Seattle staje się pierwszym miastem w USA, które zakazuje dyskryminacji kastowej

SEATTLE – Rada Miasta Seattle we wtorek dodała kastę do przepisów antydyskryminacyjnych miasta, stając się pierwszym miastem w USA, które zakazuje dyskryminacji kastowej i pierwszym na świecie poza Azją Południową, które uchwaliło takie prawo.

Wzywa do zakazania dyskryminacji kastowej wśród południowoazjatyckich społeczności diaspory w Stanach Zjednoczonych, podziału ludzi ze względu na urodzenie lub pochodzenie. Ale ruch spotyka się z odmową ze strony niektórych hinduskich Amerykanów, którzy twierdzą, że takie prawo oczernia określoną społeczność.

Napięcia w społeczności były widoczne we wtorek w Seattle City Hall, kiedy głośne przesłuchanie zakończyło się głosowaniem 6-1, przy czym większość rady zgodziła się, że dyskryminacja kastowa przekracza granice narodowe i religijne, a bez takich praw ci, którym grozi dyskryminacja kastowa. Stany Zjednoczone nie miałyby żadnych praw ani ochrony.

Zatłoczona sala była wypełniona aktywistami z obu stron, niosącymi transparenty, skandującymi i przemawiającymi do mówców i urzędników miejskich, którzy poruszali ten problem, rysując wyraźne podziały wśród południowoazjatyckiej diaspory. Większość osób w salach rady była zwolennikami zarządzenia, a głośna mniejszość była przeciwna.

Gdy członkowie Rady głosowali za rozporządzeniem, Bhimrao, ikona praw indyjskich Dalitów, B.R. Wiec wybuchł hasłem „Jai Bhim”, co oznacza „Zwycięstwo dla Bhima”, przyjętym przez zwolenników Ambedkara. Grupy Dalitów i ich zwolennicy twierdzą, że w diasporze amerykańskiej istnieje dyskryminacja kastowa, wykluczenie społeczne i dyskryminacja w sektorach mieszkaniowym, edukacyjnym i technologicznym, w których Południowi Azjaci odgrywają ważną rolę.

Yogesh Mane, mieszkaniec Seattle, który dorastał jako niedotykalny w Indiach, zalał się łzami, gdy usłyszał decyzję rady.

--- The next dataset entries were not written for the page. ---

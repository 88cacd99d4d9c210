//! Demo binary exercising the cache component end-to-end against a running
//! `object-store` instance. Not a FUSE mount — translating kernel requests
//! into `cache::component::Component` calls is the front-end's job and out
//! of scope for this crate, the same way the teacher's `main.rs` only
//! wired together its own filesystem and left argument parsing minimal.

use cache::cache::Cache;
use cache::component::{Component, CreateFileOptions, WriteFileOptions};
use cache::config::Config;
use clap::Parser;
use remote_store::HttpRemoteStore;
use std::sync::Arc;

#[derive(Parser, Debug)]
#[command(about = "Exercises the local file cache against an object-store backend")]
struct Args {
    /// Local temp-root directory backing the shadow files.
    #[arg(long)]
    tmp_path: String,

    /// Base URL of the object-store backend.
    #[arg(long, default_value = "http://127.0.0.1:8080")]
    remote_url: String,

    /// Eviction policy: lru | lfu.
    #[arg(long, default_value = "lru")]
    policy: String,

    /// Logical path to create, write to, and flush as a smoke test.
    #[arg(long, default_value = "/hello.txt")]
    demo_path: String,
}

#[tokio::main]
async fn main() {
    tracing_subscriber::fmt()
        .with_env_filter(
            tracing_subscriber::EnvFilter::try_from_default_env().unwrap_or_else(|_| "cache_cli=info".into()),
        )
        .init();

    let args = Args::parse();

    let mut config = Config::default();
    config.tmp_path = args.tmp_path;
    config.policy = args.policy;

    let remote = Arc::new(HttpRemoteStore::new(args.remote_url));
    let cache = Cache::new(config.clone(), remote);

    if let Err(e) = cache.configure(config).await {
        eprintln!("configure failed: {e}");
        std::process::exit(1);
    }
    if let Err(e) = cache.start().await {
        eprintln!("start failed: {e}");
        std::process::exit(1);
    }

    let result = run_demo(&cache, &args.demo_path).await;

    if let Err(e) = cache.stop().await {
        eprintln!("stop failed: {e}");
    }

    if let Err(e) = result {
        eprintln!("demo failed: {e}");
        std::process::exit(1);
    }
}

async fn run_demo(cache: &Cache, path: &str) -> cache::error::Result<()> {
    let handle = cache
        .create_file(CreateFileOptions {
            name: path.to_string(),
            mode: 0o644,
        })
        .await?;

    cache
        .write_file(WriteFileOptions {
            handle,
            offset: 0,
            data: b"hello from cache-cli\n".to_vec(),
        })
        .await?;

    cache.flush_file(handle).await?;
    cache.close_file(handle).await?;

    tracing::info!(path, "wrote and flushed demo file");
    Ok(())
}
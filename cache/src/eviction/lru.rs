//! LRU eviction (spec §4.2 "LRU"): ordering key is simply last-access
//! instant.

use super::engine::EvictionEngine;
use super::{EvictionConfig, EvictionPolicy};
use crate::pathlock::PathLockTable;
use async_trait::async_trait;
use std::path::PathBuf;
use std::sync::Arc;
use std::time::Instant;

pub struct LruPolicy {
    engine: Arc<EvictionEngine<Instant>>,
}

impl LruPolicy {
    pub fn new(temp_root: PathBuf, path_locks: Arc<PathLockTable>, config: EvictionConfig) -> Self {
        LruPolicy {
            engine: Arc::new(EvictionEngine::new(temp_root, path_locks, config)),
        }
    }
}

#[async_trait]
impl EvictionPolicy for LruPolicy {
    async fn start(&self) {
        self.engine.start();
    }

    async fn shutdown(&self) {
        self.engine.shutdown().await;
    }

    fn mark_valid(&self, local_path: &str) {
        self.engine.mark_valid(local_path);
    }

    fn mark_invalidated(&self, local_path: &str) {
        self.engine.mark_invalidated(local_path);
    }

    fn purge(&self, local_path: &str) {
        self.engine.purge(local_path);
    }

    fn is_cached(&self, local_path: &str) -> bool {
        self.engine.is_cached(local_path)
    }

    fn update_config(&self, cfg: EvictionConfig) {
        self.engine.update_config(cfg);
    }
}
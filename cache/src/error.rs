//! The error taxonomy surfaced to whatever pipeline framework embeds this
//! crate (see spec §7). Every fallible path in `cache` returns `CacheError`;
//! the outermost caller is expected to call [`CacheError::errno`] to get the
//! POSIX code it hands back to the kernel.

use std::io;

#[derive(Debug, thiserror::Error)]
pub enum CacheError {
    /// Path absent in both remote and local, or a concurrent delete raced us.
    #[error("path not found: {0}")]
    NotFound(String),

    /// Short read, failed fd duplication, or a non-recoverable remote error
    /// on a write path.
    #[error("i/o error: {0}")]
    Io(#[from] io::Error),

    /// Operation called with a handle whose descriptor is absent.
    #[error("bad handle: {0}")]
    BadHandle(u64),

    /// Propagated from a local `open` that failed on permissions, after the
    /// read+chmod-to-0666 recovery attempt also failed.
    #[error("permission denied: {0}")]
    Permission(String),

    /// Any other error surfaced by the downstream remote-store link, passed
    /// through unchanged.
    #[error("upstream error: {0}")]
    Upstream(String),

    /// The directory is not empty (`IsDirEmpty` / `rmdir`-style checks).
    #[error("directory not empty: {0}")]
    NotEmpty(String),

    /// Configure()-time rejection of an invalid temp root.
    #[error("invalid configuration: {0}")]
    Config(String),
}

impl CacheError {
    /// The POSIX errno this error should be reported as, per spec §7.
    pub fn errno(&self) -> i32 {
        match self {
            CacheError::NotFound(_) => libc::ENOENT,
            CacheError::Io(_) => libc::EIO,
            CacheError::BadHandle(_) => libc::EBADF,
            CacheError::Permission(_) => libc::EACCES,
            CacheError::Upstream(_) => libc::EIO,
            CacheError::NotEmpty(_) => libc::ENOTEMPTY,
            CacheError::Config(_) => libc::EINVAL,
        }
    }

    pub fn is_not_found(&self) -> bool {
        matches!(self, CacheError::NotFound(_))
    }
}

pub type Result<T> = std::result::Result<T, CacheError>;
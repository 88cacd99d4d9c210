//! Advisory (flock) locking on shadow-file descriptors (spec §4.2, §5).
//!
//! `SH` is held non-blocking for a handle's entire lifetime; the evictor and
//! the re-download path both attempt a non-blocking `EX` and give up
//! silently on contention rather than wait. Grounded on the `fs2`-based
//! lock guard in the pack's per-path lock module, simplified here to two
//! free functions since ownership of the lifetime already belongs to the
//! [`crate::handle::Handle`] / eviction call site, not to a guard type.

use fs2::FileExt;
use std::fs::File;
use std::io;

/// Attempts a non-blocking shared lock. Per I2, callers hold this for the
/// handle's entire lifetime and release it themselves before close.
pub fn try_lock_shared(file: &File) -> io::Result<bool> {
    match file.try_lock_shared() {
        Ok(()) => Ok(true),
        Err(e) if is_contended(&e) => Ok(false),
        Err(e) => Err(e),
    }
}

/// Attempts a non-blocking exclusive lock, used by the evictor and by the
/// OpenFile re-download path. `Ok(false)` means the file is in use and the
/// caller must abandon its eviction/re-download attempt.
pub fn try_lock_exclusive(file: &File) -> io::Result<bool> {
    match file.try_lock_exclusive() {
        Ok(()) => Ok(true),
        Err(e) if is_contended(&e) => Ok(false),
        Err(e) => Err(e),
    }
}

pub fn unlock(file: &File) -> io::Result<()> {
    file.unlock()
}

fn is_contended(e: &io::Error) -> bool {
    matches!(
        e.raw_os_error(),
        Some(code) if code == libc::EWOULDBLOCK || code == libc::EAGAIN
    )
}

#[cfg(test)]
mod tests {
    use super::*;
    use std::fs::OpenOptions;

    #[test]
    fn shared_locks_do_not_conflict_with_each_other() {
        let dir = tempfile::tempdir().unwrap();
        let path = dir.path().join("f");
        std::fs::write(&path, b"x").unwrap();

        let a = OpenOptions::new().read(true).open(&path).unwrap();
        let b = OpenOptions::new().read(true).open(&path).unwrap();

        assert!(try_lock_shared(&a).unwrap());
        assert!(try_lock_shared(&b).unwrap());
    }

    #[test]
    fn exclusive_lock_is_skipped_on_contention_not_errored() {
        let dir = tempfile::tempdir().unwrap();
        let path = dir.path().join("f");
        std::fs::write(&path, b"x").unwrap();

        let holder = OpenOptions::new().read(true).open(&path).unwrap();
        assert!(try_lock_shared(&holder).unwrap());

        let evictor = OpenOptions::new().read(true).open(&path).unwrap();
        assert!(!try_lock_exclusive(&evictor).unwrap());
    }
}
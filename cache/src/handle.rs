//! Handle registry bridge (spec §2 item 5, §3 "Handle").
//!
//! Binds a local file descriptor and its bookkeeping flags to an opaque
//! token the front-end can hold across calls, the same role the teacher's
//! `OpenWriteFile` buffer played for in-flight writes — except here the
//! descriptor itself, not a byte buffer, is what's bound, since writes land
//! directly on the shadow file via `pwrite`.

use std::fs::File;
use std::sync::atomic::{AtomicU64, Ordering};
use std::sync::{Arc, Mutex};

use dashmap::DashMap;

/// Opaque token handed back to the front-end in place of a raw descriptor.
pub type HandleId = u64;

pub struct Handle {
    pub logical_path: String,
    pub file: Mutex<File>,
    pub dirty: std::sync::atomic::AtomicBool,
    pub fsynced: std::sync::atomic::AtomicBool,
    pub cached: bool,
    pub observed_size: u64,
}

impl Handle {
    pub fn new(logical_path: String, file: File, observed_size: u64, cached: bool, dirty: bool) -> Self {
        Handle {
            logical_path,
            file: Mutex::new(file),
            dirty: std::sync::atomic::AtomicBool::new(dirty),
            fsynced: std::sync::atomic::AtomicBool::new(false),
            cached,
            observed_size,
        }
    }

    pub fn is_dirty(&self) -> bool {
        self.dirty.load(Ordering::SeqCst)
    }

    pub fn set_dirty(&self, value: bool) {
        self.dirty.store(value, Ordering::SeqCst);
    }

    pub fn is_fsynced(&self) -> bool {
        self.fsynced.load(Ordering::SeqCst)
    }

    pub fn set_fsynced(&self, value: bool) {
        self.fsynced.store(value, Ordering::SeqCst);
    }
}

/// Allocates and looks up handles by opaque id. The front-end only ever
/// sees the `HandleId`; the open descriptor lives here.
#[derive(Default)]
pub struct HandleRegistry {
    next_id: AtomicU64,
    handles: DashMap<HandleId, Arc<Handle>>,
}

impl HandleRegistry {
    pub fn new() -> Self {
        HandleRegistry {
            next_id: AtomicU64::new(1),
            handles: DashMap::new(),
        }
    }

    pub fn insert(&self, handle: Handle) -> HandleId {
        let id = self.next_id.fetch_add(1, Ordering::SeqCst);
        self.handles.insert(id, Arc::new(handle));
        id
    }

    pub fn get(&self, id: HandleId) -> Option<Arc<Handle>> {
        self.handles.get(&id).map(|r| r.clone())
    }

    /// Removes and returns the handle, e.g. on `CloseFile`.
    pub fn remove(&self, id: HandleId) -> Option<Arc<Handle>> {
        self.handles.remove(&id).map(|(_, h)| h)
    }
}

#[cfg(test)]
mod tests {
    use super::*;
    use std::io::Write;

    fn tmp_file() -> File {
        let mut f = tempfile::tempfile().unwrap();
        f.write_all(b"hello").unwrap();
        f
    }

    #[test]
    fn allocates_distinct_ids() {
        let registry = HandleRegistry::new();
        let a = registry.insert(Handle::new("/a".into(), tmp_file(), 5, false, false));
        let b = registry.insert(Handle::new("/b".into(), tmp_file(), 5, false, false));
        assert_ne!(a, b);
    }

    #[test]
    fn get_and_remove_round_trip() {
        let registry = HandleRegistry::new();
        let id = registry.insert(Handle::new("/a".into(), tmp_file(), 5, false, true));
        let h = registry.get(id).expect("handle present");
        assert!(h.is_dirty());
        assert_eq!(h.logical_path, "/a");

        let removed = registry.remove(id).expect("handle removed");
        assert_eq!(removed.logical_path, "/a");
        assert!(registry.get(id).is_none());
    }
}
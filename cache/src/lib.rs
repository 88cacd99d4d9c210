//! Local file cache component of a blob-storage FUSE gateway.
//!
//! Materialises remote objects as plain files under a local temp root so
//! POSIX read/write semantics run at local-disk latency while the remote
//! store stays authoritative. See [`cache::Cache`] for the operation
//! dispatcher and [`component::Component`]/[`remote::RemoteStore`] for the
//! upstream/downstream contracts it sits between.

pub mod cache;
pub mod component;
pub mod config;
pub mod error;
pub mod eviction;
pub mod handle;
pub mod missed_chmod;
pub mod pathlock;
pub mod remote;
pub mod shadow;
pub mod worker;

pub use cache::Cache;
pub use component::Component;
pub use config::Config;
pub use error::{CacheError, Result};
pub use remote::RemoteStore;
//! The timer-driven scan + disk-usage watcher shared by LRU and LFU
//! (spec §4.2). The two policies differ only in how they compute an
//! [`OrderKey`] on access; this engine owns the ticking task, the
//! timeout scan, and the high/low watermark sweep.

use super::{try_evict_file, EvictionConfig};
use crate::pathlock::PathLockTable;
use dashmap::{DashMap, DashSet};
use std::path::{Path, PathBuf};
use std::sync::atomic::{AtomicBool, Ordering};
use std::sync::{Arc, Mutex};
use std::time::{Duration, Instant};
use tokio::task::JoinHandle;

/// A key an entry is ordered by for eviction purposes. Must also expose the
/// instant of last access so the timeout scan (which is policy-agnostic) can
/// use it without depending on the ordering semantics.
pub trait OrderKey: Ord + Copy + Send + Sync + 'static {
    fn touch(previous: Option<Self>) -> Self;
    fn last_access(&self) -> Instant;
}

impl OrderKey for Instant {
    fn touch(_previous: Option<Self>) -> Self {
        Instant::now()
    }
    fn last_access(&self) -> Instant {
        *self
    }
}

pub struct EvictionEngine<K: OrderKey> {
    temp_root: PathBuf,
    entries: DashMap<String, K>,
    invalidated: DashSet<String>,
    path_locks: Arc<PathLockTable>,
    config: Mutex<EvictionConfig>,
    running: AtomicBool,
    task: Mutex<Option<JoinHandle<()>>>,
}

impl<K: OrderKey> EvictionEngine<K> {
    pub fn new(temp_root: PathBuf, path_locks: Arc<PathLockTable>, config: EvictionConfig) -> Self {
        EvictionEngine {
            temp_root,
            entries: DashMap::new(),
            invalidated: DashSet::new(),
            path_locks,
            config: Mutex::new(config),
            running: AtomicBool::new(false),
            task: Mutex::new(None),
        }
    }

    pub fn mark_valid(&self, local_path: &str) {
        let previous = self.entries.get(local_path).map(|e| *e);
        self.entries.insert(local_path.to_string(), K::touch(previous));
        self.invalidated.remove(local_path);
    }

    pub fn mark_invalidated(&self, local_path: &str) {
        self.invalidated.insert(local_path.to_string());
    }

    pub fn purge(&self, local_path: &str) {
        self.entries.remove(local_path);
        self.invalidated.remove(local_path);
    }

    pub fn is_cached(&self, local_path: &str) -> bool {
        self.entries.contains_key(local_path)
    }

    pub fn update_config(&self, cfg: EvictionConfig) {
        *self.config.lock().unwrap() = cfg;
    }

    fn config_snapshot(&self) -> EvictionConfig {
        *self.config.lock().unwrap()
    }

    pub fn start(self: &Arc<Self>) {
        if self.running.swap(true, Ordering::SeqCst) {
            return;
        }
        let engine = self.clone();
        let handle = tokio::spawn(async move {
            let mut interval = tokio::time::interval(Duration::from_secs(1));
            loop {
                interval.tick().await;
                if !engine.running.load(Ordering::SeqCst) {
                    break;
                }
                engine.tick();
            }
        });
        *self.task.lock().unwrap() = Some(handle);
    }

    pub async fn shutdown(&self) {
        self.running.store(false, Ordering::SeqCst);
        let handle = self.task.lock().unwrap().take();
        if let Some(handle) = handle {
            let _ = handle.await;
        }
    }

    /// One pass: purge entries explicitly marked invalidated, reap entries
    /// past `cache_timeout`, then sweep oldest-first if disk usage is above
    /// the high watermark.
    fn tick(&self) {
        let cfg = self.config_snapshot();

        let invalidated: Vec<String> = self.invalidated.iter().map(|e| e.key().clone()).collect();
        for path in invalidated {
            self.evict_one(&path, &cfg);
        }

        let timeout = Duration::from_secs(cfg.cache_timeout_secs);
        let now = Instant::now();
        let stale: Vec<String> = self
            .entries
            .iter()
            .filter(|e| now.duration_since(e.value().last_access()) > timeout)
            .map(|e| e.key().clone())
            .collect();
        for path in stale {
            self.evict_one(&path, &cfg);
        }

        let usage = disk_usage_percent(&self.temp_root);
        let over_high_watermark = usage.is_some_and(|u| u > cfg.high_threshold);
        if over_high_watermark || self.over_capacity(&cfg) {
            self.sweep_to_low_watermark(&cfg);
        }
    }

    /// True when `max-size-mb` is configured and the shadow tree's total
    /// size exceeds it — the capacity eviction signal alongside the
    /// disk-usage-percentage watermarks (spec §2, §6 `max-size-mb`).
    fn over_capacity(&self, cfg: &EvictionConfig) -> bool {
        cfg.max_size_mb > 0
            && crate::shadow::directory_size_bytes(&self.temp_root) > cfg.max_size_mb * 1024 * 1024
    }

    fn under_low_watermark(&self, cfg: &EvictionConfig) -> bool {
        let usage_ok = disk_usage_percent(&self.temp_root).is_none_or(|u| u <= cfg.low_threshold);
        usage_ok && !self.over_capacity(cfg)
    }

    fn sweep_to_low_watermark(&self, cfg: &EvictionConfig) {
        let mut candidates: Vec<(String, K)> = self
            .entries
            .iter()
            .map(|e| (e.key().clone(), *e.value()))
            .collect();
        candidates.sort_by_key(|(_, key)| *key);

        let mut processed = 0usize;
        for (path, _) in candidates {
            if processed >= cfg.max_eviction {
                break;
            }
            processed += 1;
            self.evict_one(&path, cfg);

            if self.under_low_watermark(cfg) {
                break;
            }
        }
    }

    fn evict_one(&self, local_path: &str, cfg: &EvictionConfig) {
        let full = crate::shadow::local_path(&self.temp_root, local_path);
        let _guard = self.path_locks.lock(local_path);
        match try_evict_file(&full) {
            Ok(true) => {
                self.entries.remove(local_path);
                self.invalidated.remove(local_path);
                if cfg.policy_trace {
                    tracing::debug!(path = local_path, "evicted shadow file");
                }
            }
            Ok(false) => {
                if cfg.policy_trace {
                    tracing::debug!(path = local_path, "skipped eviction, file in use");
                }
            }
            Err(e) => {
                tracing::warn!(path = local_path, error = %e, "eviction failed");
            }
        }
    }
}

fn disk_usage_percent(path: &Path) -> Option<f64> {
    use std::os::unix::ffi::OsStrExt;

    let c_path = std::ffi::CString::new(path.as_os_str().as_bytes()).ok()?;
    let mut stat: libc::statvfs = unsafe { std::mem::zeroed() };
    let ret = unsafe { libc::statvfs(c_path.as_ptr(), &mut stat) };
    if ret != 0 {
        return None;
    }
    if stat.f_blocks == 0 {
        return Some(0.0);
    }
    let used = stat.f_blocks.saturating_sub(stat.f_bfree) as f64;
    Some(used / stat.f_blocks as f64 * 100.0)
}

„Jestem wzruszony, ponieważ po raz pierwszy takie prawo zostało uchwalone gdziekolwiek na świecie poza Azją Południową” – powiedział. „To historyczny moment i potężne uczucie, kiedy prawo pozwala nam mówić o rzeczach, które są złe”.

Thenmozhi Soundararajan, dyrektor wykonawczy Equality Labs z siedzibą w Oakland w Kalifornii, kontynuuje współpracę z partnerami społecznymi w celu wprowadzenia przepisów dotyczących dyskryminacji kastowej.

READ  Odra występuje endemicznie w niektórych częściach Stanów Zjednoczonych. Oto dlaczego lekarze się niepokoją

„Mieliśmy wsparcie ponad 200 organizacji w Seattle iw całym kraju” – powiedział. „To potężna wiadomość, że dalici nie są sami. Chcemy, aby społeczność południowoazjatycka zjednoczyła się i uzdrowiła z traumy kastowości.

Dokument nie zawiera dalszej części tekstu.